WHAT TO DO
Return only the lines running from the top of the entries to the line with "use schemahero::config::Config;", inclusive, exactly as written.

[RECORDS TO USE — start]

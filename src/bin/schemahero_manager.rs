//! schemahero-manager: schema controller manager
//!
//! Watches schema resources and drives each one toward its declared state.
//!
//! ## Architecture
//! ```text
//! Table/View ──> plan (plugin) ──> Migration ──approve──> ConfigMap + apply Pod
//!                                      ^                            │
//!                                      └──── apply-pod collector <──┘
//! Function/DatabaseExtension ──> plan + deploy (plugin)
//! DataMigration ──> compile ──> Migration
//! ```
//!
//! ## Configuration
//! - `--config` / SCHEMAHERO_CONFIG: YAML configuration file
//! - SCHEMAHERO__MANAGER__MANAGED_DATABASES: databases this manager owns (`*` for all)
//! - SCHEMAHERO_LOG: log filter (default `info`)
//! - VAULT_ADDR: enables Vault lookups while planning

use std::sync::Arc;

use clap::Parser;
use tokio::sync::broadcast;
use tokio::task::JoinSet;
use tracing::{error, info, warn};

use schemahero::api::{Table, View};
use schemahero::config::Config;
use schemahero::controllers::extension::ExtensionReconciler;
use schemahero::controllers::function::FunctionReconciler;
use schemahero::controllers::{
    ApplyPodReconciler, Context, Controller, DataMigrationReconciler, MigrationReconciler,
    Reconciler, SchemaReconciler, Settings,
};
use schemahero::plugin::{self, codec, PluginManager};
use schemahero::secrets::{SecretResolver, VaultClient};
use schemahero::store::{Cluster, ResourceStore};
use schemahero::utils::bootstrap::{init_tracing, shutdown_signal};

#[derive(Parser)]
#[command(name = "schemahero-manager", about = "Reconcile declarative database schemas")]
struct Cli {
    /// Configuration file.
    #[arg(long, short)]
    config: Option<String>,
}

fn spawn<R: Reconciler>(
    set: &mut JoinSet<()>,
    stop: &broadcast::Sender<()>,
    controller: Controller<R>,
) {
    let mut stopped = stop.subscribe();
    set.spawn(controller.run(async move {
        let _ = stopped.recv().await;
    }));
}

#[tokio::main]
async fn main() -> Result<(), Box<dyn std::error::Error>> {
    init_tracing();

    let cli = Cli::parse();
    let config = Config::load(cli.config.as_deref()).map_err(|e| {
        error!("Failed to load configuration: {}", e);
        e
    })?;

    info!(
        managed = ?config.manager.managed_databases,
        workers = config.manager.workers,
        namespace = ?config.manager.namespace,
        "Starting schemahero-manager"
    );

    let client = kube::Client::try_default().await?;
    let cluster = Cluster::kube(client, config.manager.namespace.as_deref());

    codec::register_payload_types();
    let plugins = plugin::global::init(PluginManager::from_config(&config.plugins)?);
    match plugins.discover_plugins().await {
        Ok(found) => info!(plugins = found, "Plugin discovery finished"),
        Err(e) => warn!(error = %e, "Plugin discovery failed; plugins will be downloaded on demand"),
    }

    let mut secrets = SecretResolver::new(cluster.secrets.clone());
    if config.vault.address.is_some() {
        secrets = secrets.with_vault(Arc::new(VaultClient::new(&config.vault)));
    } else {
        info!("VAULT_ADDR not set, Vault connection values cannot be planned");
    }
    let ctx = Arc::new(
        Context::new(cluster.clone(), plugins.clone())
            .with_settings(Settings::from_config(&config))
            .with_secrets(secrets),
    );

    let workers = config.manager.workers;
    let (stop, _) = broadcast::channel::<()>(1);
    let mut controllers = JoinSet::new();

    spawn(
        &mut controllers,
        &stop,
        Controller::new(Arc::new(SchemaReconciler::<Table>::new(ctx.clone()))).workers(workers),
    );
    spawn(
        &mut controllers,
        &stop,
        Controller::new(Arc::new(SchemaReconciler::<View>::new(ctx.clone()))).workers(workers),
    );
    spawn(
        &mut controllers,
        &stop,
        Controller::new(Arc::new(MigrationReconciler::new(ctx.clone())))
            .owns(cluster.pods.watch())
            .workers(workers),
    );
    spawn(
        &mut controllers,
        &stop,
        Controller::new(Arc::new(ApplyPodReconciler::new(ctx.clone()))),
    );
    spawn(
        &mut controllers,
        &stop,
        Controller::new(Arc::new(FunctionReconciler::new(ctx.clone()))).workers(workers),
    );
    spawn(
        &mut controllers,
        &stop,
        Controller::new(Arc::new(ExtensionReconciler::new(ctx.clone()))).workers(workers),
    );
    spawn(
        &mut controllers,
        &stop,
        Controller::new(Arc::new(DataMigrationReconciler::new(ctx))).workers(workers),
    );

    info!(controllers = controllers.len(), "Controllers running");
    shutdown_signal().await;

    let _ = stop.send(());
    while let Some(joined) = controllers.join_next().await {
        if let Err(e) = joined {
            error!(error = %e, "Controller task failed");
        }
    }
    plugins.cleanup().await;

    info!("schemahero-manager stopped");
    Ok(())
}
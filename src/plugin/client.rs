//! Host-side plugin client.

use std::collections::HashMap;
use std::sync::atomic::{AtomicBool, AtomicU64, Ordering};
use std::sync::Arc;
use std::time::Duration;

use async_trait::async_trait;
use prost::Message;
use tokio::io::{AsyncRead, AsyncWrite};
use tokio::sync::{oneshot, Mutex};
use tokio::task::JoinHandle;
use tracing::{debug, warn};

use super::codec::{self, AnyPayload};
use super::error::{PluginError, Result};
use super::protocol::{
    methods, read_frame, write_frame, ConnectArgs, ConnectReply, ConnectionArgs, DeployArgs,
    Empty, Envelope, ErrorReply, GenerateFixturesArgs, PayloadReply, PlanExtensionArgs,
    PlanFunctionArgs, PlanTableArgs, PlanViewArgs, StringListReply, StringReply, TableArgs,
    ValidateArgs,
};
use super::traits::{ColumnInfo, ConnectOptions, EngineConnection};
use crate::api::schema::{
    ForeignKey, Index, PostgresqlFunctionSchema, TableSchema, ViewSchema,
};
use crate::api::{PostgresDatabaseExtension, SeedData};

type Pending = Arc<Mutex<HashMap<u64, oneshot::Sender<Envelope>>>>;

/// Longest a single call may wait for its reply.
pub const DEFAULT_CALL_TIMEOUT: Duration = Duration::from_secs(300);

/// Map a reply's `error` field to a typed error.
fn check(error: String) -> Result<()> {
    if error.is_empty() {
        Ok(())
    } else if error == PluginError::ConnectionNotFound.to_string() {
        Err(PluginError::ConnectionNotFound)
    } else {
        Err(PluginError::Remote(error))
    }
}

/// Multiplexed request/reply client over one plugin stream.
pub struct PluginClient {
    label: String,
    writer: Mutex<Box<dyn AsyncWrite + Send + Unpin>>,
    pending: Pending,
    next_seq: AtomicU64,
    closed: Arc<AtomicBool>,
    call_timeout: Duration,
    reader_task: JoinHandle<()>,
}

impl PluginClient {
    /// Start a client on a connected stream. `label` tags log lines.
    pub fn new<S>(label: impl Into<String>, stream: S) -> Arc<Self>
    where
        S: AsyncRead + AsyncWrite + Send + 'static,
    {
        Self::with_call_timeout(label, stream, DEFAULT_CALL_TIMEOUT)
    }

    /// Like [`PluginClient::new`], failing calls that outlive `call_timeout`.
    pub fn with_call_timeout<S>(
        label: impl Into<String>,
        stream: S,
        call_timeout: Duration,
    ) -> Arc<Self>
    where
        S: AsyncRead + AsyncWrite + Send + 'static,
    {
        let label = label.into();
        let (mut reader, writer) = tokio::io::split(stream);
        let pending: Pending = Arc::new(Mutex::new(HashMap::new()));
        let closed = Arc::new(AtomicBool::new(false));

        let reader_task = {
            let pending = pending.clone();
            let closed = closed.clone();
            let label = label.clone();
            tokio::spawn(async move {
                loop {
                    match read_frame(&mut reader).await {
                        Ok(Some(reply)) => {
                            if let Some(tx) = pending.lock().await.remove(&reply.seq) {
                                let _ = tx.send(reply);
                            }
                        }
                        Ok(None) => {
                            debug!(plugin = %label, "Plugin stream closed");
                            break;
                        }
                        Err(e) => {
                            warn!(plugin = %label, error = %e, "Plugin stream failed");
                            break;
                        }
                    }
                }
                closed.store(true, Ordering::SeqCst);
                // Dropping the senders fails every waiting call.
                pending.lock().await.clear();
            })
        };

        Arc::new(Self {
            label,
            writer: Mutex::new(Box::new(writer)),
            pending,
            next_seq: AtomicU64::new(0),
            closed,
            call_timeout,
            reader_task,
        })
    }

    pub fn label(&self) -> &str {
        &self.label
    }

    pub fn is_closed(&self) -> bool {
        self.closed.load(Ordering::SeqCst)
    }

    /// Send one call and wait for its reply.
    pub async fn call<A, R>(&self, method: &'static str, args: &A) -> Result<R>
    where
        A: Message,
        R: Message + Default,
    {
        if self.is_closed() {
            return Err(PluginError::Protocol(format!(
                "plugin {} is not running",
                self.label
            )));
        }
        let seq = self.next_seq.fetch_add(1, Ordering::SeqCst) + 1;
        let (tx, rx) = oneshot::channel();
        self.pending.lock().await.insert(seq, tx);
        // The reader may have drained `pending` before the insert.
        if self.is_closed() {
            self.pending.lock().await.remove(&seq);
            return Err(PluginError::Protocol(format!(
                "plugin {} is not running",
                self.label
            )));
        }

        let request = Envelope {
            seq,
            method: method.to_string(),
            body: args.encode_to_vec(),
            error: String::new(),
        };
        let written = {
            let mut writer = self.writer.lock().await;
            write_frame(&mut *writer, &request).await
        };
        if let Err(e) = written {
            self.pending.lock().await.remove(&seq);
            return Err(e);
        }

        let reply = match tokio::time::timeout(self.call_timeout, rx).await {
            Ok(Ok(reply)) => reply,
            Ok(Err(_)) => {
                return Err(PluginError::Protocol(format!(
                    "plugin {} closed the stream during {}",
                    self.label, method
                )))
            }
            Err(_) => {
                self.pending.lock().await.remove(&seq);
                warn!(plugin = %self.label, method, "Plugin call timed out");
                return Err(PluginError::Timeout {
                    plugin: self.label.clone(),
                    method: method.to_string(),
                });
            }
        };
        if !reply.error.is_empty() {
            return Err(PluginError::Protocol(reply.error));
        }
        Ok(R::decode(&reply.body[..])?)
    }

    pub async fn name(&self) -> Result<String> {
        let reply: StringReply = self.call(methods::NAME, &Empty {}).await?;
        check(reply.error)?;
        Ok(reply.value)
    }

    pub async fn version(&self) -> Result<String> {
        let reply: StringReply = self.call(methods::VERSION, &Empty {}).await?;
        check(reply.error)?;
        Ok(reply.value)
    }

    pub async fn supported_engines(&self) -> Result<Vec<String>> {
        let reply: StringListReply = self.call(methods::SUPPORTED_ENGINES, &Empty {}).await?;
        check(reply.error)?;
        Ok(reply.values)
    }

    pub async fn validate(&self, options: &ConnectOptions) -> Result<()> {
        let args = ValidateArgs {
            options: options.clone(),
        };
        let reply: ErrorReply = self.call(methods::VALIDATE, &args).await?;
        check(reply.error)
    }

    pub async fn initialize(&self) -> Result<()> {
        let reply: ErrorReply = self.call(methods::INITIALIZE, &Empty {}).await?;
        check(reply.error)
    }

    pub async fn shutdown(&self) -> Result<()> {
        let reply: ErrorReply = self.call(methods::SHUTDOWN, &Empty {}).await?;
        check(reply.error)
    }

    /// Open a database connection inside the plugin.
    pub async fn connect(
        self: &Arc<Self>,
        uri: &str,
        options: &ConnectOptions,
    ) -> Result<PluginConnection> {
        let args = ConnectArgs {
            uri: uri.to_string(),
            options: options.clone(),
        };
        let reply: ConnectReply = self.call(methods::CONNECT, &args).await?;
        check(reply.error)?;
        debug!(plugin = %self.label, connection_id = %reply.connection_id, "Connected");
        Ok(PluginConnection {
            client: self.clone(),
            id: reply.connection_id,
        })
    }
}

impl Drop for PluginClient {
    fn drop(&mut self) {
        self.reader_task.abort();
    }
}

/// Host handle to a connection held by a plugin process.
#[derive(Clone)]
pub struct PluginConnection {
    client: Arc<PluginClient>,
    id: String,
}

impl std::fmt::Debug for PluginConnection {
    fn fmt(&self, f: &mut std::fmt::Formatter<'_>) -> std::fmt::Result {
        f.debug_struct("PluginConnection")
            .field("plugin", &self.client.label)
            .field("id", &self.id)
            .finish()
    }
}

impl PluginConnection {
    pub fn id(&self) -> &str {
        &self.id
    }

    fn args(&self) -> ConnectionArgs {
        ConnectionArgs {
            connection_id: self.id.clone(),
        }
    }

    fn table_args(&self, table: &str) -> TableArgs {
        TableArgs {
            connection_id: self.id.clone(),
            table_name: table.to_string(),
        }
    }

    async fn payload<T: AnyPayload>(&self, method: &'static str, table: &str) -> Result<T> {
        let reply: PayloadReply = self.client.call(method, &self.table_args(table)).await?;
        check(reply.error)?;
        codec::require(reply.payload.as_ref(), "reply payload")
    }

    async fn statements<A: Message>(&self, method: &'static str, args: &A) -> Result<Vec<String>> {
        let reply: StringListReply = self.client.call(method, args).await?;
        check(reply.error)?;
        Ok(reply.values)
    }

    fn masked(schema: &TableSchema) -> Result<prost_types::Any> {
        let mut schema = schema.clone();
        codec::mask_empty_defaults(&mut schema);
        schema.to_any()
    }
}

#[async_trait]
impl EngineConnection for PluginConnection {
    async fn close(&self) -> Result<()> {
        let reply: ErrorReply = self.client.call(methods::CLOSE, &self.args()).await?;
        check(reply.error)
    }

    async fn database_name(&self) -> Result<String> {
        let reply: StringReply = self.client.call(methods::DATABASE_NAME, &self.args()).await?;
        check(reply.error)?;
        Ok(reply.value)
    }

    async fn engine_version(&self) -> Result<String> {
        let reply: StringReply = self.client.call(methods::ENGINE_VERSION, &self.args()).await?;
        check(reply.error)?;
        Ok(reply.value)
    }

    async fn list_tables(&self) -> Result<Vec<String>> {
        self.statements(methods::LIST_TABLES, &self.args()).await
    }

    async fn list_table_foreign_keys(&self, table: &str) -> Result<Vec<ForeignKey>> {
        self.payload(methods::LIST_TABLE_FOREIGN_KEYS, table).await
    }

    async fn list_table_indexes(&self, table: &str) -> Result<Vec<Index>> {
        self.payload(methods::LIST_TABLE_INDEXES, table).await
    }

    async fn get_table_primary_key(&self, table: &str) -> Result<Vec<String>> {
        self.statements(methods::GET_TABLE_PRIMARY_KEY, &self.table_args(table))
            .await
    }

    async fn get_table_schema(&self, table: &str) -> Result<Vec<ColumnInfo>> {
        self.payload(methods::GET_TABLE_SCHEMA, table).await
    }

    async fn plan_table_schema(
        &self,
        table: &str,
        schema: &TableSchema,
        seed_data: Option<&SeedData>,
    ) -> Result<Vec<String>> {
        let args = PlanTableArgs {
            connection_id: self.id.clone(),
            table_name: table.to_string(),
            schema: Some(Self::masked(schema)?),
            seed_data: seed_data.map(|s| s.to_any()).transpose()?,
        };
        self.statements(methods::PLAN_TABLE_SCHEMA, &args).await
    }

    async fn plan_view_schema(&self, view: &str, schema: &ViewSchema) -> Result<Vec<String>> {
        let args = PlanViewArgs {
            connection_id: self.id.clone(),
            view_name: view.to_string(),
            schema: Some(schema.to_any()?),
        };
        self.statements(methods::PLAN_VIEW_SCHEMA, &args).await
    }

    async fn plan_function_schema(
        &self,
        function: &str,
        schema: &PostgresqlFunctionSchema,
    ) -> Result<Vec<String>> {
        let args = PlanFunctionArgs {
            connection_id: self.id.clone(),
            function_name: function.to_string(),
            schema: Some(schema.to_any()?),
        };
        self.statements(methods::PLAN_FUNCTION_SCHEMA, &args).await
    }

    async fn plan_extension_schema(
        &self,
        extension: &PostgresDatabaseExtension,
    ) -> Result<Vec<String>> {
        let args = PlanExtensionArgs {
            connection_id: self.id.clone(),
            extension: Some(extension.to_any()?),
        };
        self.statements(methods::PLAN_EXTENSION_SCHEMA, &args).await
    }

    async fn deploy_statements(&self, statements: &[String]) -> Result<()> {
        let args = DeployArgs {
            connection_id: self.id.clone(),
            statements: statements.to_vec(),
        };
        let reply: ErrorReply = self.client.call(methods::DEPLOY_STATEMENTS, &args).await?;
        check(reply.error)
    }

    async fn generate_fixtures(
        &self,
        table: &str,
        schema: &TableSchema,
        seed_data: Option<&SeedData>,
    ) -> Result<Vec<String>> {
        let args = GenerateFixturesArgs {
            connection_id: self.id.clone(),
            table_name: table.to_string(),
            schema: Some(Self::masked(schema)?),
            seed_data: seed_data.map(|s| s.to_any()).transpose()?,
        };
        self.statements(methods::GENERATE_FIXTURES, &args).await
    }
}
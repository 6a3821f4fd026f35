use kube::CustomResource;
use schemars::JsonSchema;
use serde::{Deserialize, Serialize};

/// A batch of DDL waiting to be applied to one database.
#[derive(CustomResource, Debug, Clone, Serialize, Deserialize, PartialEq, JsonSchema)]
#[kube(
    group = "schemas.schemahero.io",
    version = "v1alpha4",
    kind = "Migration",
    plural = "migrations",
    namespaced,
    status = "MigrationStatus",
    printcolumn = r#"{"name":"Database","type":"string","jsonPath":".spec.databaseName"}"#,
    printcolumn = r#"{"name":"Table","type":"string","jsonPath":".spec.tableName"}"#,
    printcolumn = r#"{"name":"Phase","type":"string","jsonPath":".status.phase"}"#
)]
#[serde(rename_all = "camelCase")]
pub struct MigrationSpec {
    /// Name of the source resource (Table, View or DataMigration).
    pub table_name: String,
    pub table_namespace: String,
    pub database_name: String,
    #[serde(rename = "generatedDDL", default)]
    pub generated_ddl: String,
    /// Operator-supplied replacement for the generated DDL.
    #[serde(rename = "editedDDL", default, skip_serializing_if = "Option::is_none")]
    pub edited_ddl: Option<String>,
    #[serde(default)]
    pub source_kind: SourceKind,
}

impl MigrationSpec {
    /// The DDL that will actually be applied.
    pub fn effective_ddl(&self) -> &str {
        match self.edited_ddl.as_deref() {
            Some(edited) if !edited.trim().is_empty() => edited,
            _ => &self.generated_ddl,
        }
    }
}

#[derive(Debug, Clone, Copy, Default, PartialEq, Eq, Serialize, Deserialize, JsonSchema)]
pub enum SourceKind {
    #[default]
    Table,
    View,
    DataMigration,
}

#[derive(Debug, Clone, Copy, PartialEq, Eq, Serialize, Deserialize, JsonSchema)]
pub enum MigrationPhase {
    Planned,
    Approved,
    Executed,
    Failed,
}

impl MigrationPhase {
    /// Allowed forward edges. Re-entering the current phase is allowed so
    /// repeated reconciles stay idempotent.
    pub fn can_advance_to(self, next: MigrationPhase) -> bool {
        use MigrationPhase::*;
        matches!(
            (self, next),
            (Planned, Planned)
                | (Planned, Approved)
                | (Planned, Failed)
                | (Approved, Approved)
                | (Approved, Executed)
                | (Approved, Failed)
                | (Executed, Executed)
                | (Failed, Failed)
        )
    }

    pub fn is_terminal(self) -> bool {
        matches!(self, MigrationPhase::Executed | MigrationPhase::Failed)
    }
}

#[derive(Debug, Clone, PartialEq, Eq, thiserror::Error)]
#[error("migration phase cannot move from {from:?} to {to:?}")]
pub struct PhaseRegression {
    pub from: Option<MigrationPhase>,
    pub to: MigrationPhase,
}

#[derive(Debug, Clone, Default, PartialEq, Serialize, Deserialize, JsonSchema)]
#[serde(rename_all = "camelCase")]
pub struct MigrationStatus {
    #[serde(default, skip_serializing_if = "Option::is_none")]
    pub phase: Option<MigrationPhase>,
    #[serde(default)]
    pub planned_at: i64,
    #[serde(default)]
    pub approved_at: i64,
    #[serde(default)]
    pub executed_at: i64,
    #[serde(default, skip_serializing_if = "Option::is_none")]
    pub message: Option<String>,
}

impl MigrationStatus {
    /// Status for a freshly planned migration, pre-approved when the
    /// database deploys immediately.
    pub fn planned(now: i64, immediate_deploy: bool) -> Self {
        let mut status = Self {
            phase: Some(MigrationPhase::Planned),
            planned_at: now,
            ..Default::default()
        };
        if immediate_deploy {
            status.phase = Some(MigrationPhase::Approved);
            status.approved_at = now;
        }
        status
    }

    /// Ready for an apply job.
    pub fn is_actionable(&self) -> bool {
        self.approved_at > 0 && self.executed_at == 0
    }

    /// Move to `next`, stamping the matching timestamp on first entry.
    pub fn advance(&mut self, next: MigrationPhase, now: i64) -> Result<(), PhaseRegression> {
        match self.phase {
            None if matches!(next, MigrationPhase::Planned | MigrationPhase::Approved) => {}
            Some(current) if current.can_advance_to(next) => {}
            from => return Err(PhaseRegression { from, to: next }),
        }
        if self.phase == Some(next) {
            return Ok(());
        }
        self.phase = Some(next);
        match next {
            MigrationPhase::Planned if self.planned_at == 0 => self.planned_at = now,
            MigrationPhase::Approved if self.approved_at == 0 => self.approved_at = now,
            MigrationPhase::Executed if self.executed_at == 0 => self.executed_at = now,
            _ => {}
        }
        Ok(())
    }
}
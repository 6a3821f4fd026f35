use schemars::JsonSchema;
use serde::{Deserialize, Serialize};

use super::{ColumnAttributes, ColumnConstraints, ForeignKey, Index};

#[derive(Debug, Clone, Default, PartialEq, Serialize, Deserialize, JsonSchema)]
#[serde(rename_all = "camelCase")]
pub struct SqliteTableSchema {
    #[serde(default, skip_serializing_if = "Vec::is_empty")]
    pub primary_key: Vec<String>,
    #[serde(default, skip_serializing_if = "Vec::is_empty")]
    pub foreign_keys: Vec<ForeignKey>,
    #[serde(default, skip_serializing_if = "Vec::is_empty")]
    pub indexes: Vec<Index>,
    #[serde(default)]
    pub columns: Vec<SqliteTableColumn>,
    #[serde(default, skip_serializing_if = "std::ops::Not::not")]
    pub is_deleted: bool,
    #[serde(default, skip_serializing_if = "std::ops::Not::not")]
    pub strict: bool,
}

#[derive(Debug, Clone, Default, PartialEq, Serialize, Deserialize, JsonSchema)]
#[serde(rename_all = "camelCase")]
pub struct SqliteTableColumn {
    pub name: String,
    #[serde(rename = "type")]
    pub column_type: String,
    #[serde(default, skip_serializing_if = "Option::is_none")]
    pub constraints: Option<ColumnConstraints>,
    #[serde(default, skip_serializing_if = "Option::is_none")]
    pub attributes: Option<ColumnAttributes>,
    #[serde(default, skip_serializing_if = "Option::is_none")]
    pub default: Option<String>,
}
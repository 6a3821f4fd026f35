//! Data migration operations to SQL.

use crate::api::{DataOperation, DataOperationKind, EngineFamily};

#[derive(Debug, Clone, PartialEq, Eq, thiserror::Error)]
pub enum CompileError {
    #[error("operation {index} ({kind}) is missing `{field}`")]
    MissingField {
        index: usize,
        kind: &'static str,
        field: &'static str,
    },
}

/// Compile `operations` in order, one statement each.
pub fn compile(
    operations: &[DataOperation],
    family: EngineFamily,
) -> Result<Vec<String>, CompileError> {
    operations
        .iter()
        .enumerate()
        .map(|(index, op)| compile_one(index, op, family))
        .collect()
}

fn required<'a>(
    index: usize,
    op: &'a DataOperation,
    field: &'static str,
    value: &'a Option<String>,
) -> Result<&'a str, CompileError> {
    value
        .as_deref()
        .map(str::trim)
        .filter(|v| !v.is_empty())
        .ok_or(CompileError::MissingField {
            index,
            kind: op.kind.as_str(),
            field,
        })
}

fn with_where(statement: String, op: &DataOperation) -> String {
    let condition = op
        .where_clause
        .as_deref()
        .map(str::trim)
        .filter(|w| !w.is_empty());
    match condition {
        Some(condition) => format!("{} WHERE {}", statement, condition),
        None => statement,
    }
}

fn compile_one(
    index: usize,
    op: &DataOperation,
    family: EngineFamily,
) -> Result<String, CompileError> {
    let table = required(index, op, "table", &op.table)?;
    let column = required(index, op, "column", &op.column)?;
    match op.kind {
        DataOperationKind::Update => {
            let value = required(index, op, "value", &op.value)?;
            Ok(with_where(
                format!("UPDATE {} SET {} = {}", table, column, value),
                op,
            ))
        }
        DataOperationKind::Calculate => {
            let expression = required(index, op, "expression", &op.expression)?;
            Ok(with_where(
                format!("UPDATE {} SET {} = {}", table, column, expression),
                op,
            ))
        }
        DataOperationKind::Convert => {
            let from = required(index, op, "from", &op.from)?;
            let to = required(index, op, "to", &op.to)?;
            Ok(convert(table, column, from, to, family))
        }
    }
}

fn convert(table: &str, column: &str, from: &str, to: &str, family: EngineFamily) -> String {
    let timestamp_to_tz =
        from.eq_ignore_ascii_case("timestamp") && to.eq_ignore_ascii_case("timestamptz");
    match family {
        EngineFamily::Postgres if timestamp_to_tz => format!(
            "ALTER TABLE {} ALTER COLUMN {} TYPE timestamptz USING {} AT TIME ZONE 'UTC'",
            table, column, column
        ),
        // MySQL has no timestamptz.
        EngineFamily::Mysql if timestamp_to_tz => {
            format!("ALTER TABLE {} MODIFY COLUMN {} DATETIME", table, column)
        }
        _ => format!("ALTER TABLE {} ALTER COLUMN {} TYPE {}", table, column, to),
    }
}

[RECORDS TO USE — finish]

EXERCISE RESPONSE
filename src/bin/schemahero_manager.rs
//! schemahero-manager: schema controller manager
//!
//! Watches schema resources and drives each one toward its declared state.
//!
//! ## Architecture
//! ```text
//! Table/View ──> plan (plugin) ──> Migration ──approve──> ConfigMap + apply Pod
//!                                      ^                            │
//!                                      └──── apply-pod collector <──┘
//! Function/DatabaseExtension ──> plan + deploy (plugin)
//! DataMigration ──> compile ──> Migration
//! ```
//!
//! ## Configuration
//! - `--config` / SCHEMAHERO_CONFIG: YAML configuration file
//! - SCHEMAHERO__MANAGER__MANAGED_DATABASES: databases this manager owns (`*` for all)
//! - SCHEMAHERO_LOG: log filter (default `info`)
//! - VAULT_ADDR: enables Vault lookups while planning

use std::sync::Arc;

use clap::Parser;
use tokio::sync::broadcast;
use tokio::task::JoinSet;
use tracing::{error, info, warn};

use schemahero::api::{Table, View};
use schemahero::config::Config;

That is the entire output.